Data under study: Begin
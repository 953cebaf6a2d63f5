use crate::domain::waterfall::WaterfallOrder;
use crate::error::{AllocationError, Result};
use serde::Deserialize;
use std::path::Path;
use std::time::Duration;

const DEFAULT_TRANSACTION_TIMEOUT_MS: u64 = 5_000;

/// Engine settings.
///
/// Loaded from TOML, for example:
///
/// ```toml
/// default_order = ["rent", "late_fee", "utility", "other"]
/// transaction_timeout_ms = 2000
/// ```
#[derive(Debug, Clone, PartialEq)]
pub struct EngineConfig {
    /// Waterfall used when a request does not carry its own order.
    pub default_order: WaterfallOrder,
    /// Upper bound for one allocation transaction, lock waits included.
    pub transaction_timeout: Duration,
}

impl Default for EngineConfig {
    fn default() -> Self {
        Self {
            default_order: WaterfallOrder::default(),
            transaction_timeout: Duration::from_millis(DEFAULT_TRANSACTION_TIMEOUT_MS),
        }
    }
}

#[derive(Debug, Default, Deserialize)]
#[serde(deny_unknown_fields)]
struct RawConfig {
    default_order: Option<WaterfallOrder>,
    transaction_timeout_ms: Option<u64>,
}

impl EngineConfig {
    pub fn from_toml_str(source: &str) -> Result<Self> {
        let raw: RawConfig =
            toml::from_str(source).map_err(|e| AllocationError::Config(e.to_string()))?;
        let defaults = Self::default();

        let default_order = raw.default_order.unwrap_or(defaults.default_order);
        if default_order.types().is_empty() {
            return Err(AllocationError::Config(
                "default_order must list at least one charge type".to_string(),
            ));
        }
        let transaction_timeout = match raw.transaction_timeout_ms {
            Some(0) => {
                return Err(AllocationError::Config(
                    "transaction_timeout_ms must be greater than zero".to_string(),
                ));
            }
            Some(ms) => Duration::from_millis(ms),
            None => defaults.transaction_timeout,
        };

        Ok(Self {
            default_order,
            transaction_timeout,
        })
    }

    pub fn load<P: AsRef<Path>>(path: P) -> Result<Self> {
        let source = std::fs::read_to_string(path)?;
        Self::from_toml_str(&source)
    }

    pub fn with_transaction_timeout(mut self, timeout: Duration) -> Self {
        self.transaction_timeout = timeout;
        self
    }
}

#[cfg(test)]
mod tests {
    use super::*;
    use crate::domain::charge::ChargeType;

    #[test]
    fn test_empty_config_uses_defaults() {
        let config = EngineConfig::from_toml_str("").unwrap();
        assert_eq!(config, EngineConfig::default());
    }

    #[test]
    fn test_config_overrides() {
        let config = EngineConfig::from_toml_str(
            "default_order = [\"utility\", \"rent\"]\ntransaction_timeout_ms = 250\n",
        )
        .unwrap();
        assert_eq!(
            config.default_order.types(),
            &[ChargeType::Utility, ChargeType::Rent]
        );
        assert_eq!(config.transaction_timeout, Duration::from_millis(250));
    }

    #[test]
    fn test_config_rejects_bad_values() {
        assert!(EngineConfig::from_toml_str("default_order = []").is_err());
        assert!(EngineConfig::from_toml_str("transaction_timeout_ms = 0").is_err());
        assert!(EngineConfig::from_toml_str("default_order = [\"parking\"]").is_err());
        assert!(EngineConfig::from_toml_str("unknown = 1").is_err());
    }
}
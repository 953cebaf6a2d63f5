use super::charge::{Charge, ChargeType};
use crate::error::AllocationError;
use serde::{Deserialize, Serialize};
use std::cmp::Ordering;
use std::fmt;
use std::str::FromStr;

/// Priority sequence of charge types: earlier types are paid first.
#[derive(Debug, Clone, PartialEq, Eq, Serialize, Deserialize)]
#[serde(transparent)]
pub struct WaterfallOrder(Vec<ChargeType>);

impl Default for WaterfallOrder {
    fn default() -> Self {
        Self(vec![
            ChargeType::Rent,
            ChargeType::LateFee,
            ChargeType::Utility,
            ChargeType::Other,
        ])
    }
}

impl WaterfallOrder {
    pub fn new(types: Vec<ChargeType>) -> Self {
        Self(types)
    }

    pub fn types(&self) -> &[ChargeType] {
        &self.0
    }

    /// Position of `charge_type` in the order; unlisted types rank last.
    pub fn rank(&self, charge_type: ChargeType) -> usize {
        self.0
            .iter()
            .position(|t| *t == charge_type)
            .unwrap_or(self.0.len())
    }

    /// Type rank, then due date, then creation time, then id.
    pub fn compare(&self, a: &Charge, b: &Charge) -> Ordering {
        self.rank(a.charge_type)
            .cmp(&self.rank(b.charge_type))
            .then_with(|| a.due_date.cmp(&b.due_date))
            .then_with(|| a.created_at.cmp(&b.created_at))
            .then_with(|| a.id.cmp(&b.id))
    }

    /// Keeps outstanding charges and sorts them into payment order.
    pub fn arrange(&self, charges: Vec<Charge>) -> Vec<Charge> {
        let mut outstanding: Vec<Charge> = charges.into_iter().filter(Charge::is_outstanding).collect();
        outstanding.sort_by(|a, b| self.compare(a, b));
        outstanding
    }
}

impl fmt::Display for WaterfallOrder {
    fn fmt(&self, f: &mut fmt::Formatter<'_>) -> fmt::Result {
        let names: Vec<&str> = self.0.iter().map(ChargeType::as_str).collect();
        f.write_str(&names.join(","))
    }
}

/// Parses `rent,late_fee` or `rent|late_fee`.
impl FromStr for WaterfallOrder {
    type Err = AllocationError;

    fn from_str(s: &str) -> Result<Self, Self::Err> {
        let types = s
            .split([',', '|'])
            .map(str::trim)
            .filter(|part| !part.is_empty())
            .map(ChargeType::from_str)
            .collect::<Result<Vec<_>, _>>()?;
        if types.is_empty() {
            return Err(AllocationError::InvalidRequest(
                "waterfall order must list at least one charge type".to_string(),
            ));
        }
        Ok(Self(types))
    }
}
Data under study: End
Every entry must be set down exactly, with nothing left out.

repository 953cebaf6a2d63f5
use crate::domain::waterfall::WaterfallOrder;
use crate::error::{AllocationError, Result};
use serde::Deserialize;
use std::path::Path;
use std::time::Duration;

const DEFAULT_TRANSACTION_TIMEOUT_MS: u64 = 5_000;

/// Engine settings.
///
/// Loaded from TOML, for example:
///
/// ```toml
/// default_order = ["rent", "late_fee", "utility", "other"]
/// transaction_timeout_ms = 2000
/// ```
#[derive(Debug, Clone, PartialEq)]
pub struct EngineConfig {
    /// Waterfall used when a request does not carry its own order.
    pub default_order: WaterfallOrder,
    /// Upper bound for one allocation transaction, lock waits included.
    pub transaction_timeout: Duration,
}

impl Default for EngineConfig {
    fn default() -> Self {
        Self {
            default_order: WaterfallOrder::default(),
            transaction_timeout: Duration::from_millis(DEFAULT_TRANSACTION_TIMEOUT_MS),
        }
    }
}

#[derive(Debug, Default, Deserialize)]
#[serde(deny_unknown_fields)]
struct RawConfig {
    default_order: Option<WaterfallOrder>,
    transaction_timeout_ms: Option<u64>,
}

impl EngineConfig {
    pub fn from_toml_str(source: &str) -> Result<Self> {
        let raw: RawConfig =
            toml::from_str(source).map_err(|e| AllocationError::Config(e.to_string()))?;
        let defaults = Self::default();

        let default_order = raw.default_order.unwrap_or(defaults.default_order);
        if default_order.types().is_empty() {
            return Err(AllocationError::Config(
                "default_order must list at least one charge type".to_string(),
            ));
        }
        let transaction_timeout = match raw.transaction_timeout_ms {
            Some(0) => {
                return Err(AllocationError::Config(
                    "transaction_timeout_ms must be greater than zero".to_string(),
                ));
            }
            Some(ms) => Duration::from_millis(ms),
            None => defaults.transaction_timeout,
        };

        Ok(Self {
            default_order,
            transaction_timeout,
        })
    }

    pub fn load<P: AsRef<Path>>(path: P) -> Result<Self> {
        let source = std::fs::read_to_string(path)?;
        Self::from_toml_str(&source)
    }

    pub fn with_transaction_timeout(mut self, timeout: Duration) -> Self {
        self.transaction_timeout = timeout;
        self
    }
}

#[cfg(test)]
mod tests {
    use super::*;
    use crate::domain::charge::ChargeType;

    #[test]
    fn test_empty_config_uses_defaults() {
        let config = EngineConfig::from_toml_str("").unwrap();
        assert_eq!(config, EngineConfig::default());
    }

    #[test]
    fn test_config_overrides() {
        let config = EngineConfig::from_toml_str(
            "default_order = [\"utility\", \"rent\"]\ntransaction_timeout_ms = 250\n",
        )
        .unwrap();
        assert_eq!(
            config.default_order.types(),
            &[ChargeType::Utility, ChargeType::Rent]
        );
        assert_eq!(config.transaction_timeout, Duration::from_millis(250));
    }

    #[test]
    fn test_config_rejects_bad_values() {
        assert!(EngineConfig::from_toml_str("default_order = []").is_err());
        assert!(EngineConfig::from_toml_str("transaction_timeout_ms = 0").is_err());
        assert!(EngineConfig::from_toml_str("default_order = [\"parking\"]").is_err());
        assert!(EngineConfig::from_toml_str("unknown = 1").is_err());
    }
}
repository 953cebaf6a2d63f5
use super::charge::{Charge, ChargeType};
use crate::error::AllocationError;
use serde::{Deserialize, Serialize};
use std::cmp::Ordering;
use std::fmt;
use std::str::FromStr;

/// Priority sequence of charge types: earlier types are paid first.
#[derive(Debug, Clone, PartialEq, Eq, Serialize, Deserialize)]
#[serde(transparent)]
pub struct WaterfallOrder(Vec<ChargeType>);

impl Default for WaterfallOrder {
    fn default() -> Self {
        Self(vec![
            ChargeType::Rent,
            ChargeType::LateFee,
            ChargeType::Utility,
            ChargeType::Other,
        ])
    }
}

impl WaterfallOrder {
    pub fn new(types: Vec<ChargeType>) -> Self {
        Self(types)
    }

    pub fn types(&self) -> &[ChargeType] {
        &self.0
    }

    /// Position of `charge_type` in the order; unlisted types rank last.
    pub fn rank(&self, charge_type: ChargeType) -> usize {
        self.0
            .iter()
            .position(|t| *t == charge_type)
            .unwrap_or(self.0.len())
    }

    /// Type rank, then due date, then creation time, then id.
    pub fn compare(&self, a: &Charge, b: &Charge) -> Ordering {
        self.rank(a.charge_type)
            .cmp(&self.rank(b.charge_type))
            .then_with(|| a.due_date.cmp(&b.due_date))
            .then_with(|| a.created_at.cmp(&b.created_at))
            .then_with(|| a.id.cmp(&b.id))
    }

    /// Keeps outstanding charges and sorts them into payment order.
    pub fn arrange(&self, charges: Vec<Charge>) -> Vec<Charge> {
        let mut outstanding: Vec<Charge> = charges.into_iter().filter(Charge::is_outstanding).collect();
        outstanding.sort_by(|a, b| self.compare(a, b));
        outstanding
    }
}

impl fmt::Display for WaterfallOrder {
    fn fmt(&self, f: &mut fmt::Formatter<'_>) -> fmt::Result {
        let names: Vec<&str> = self.0.iter().map(ChargeType::as_str).collect();
        f.write_str(&names.join(","))
    }
}

/// Parses `rent,late_fee` or `rent|late_fee`.
impl FromStr for WaterfallOrder {
    type Err = AllocationError;

    fn from_str(s: &str) -> Result<Self, Self::Err> {
        let types = s
            .split([',', '|'])
            .map(str::trim)
            .filter(|part| !part.is_empty())
            .map(ChargeType::from_str)
            .collect::<Result<Vec<_>, _>>()?;
        if types.is_empty() {
            return Err(AllocationError::InvalidRequest(
                "waterfall order must list at least one charge type".to_string(),
            ));
        }
        Ok(Self(types))
    }
}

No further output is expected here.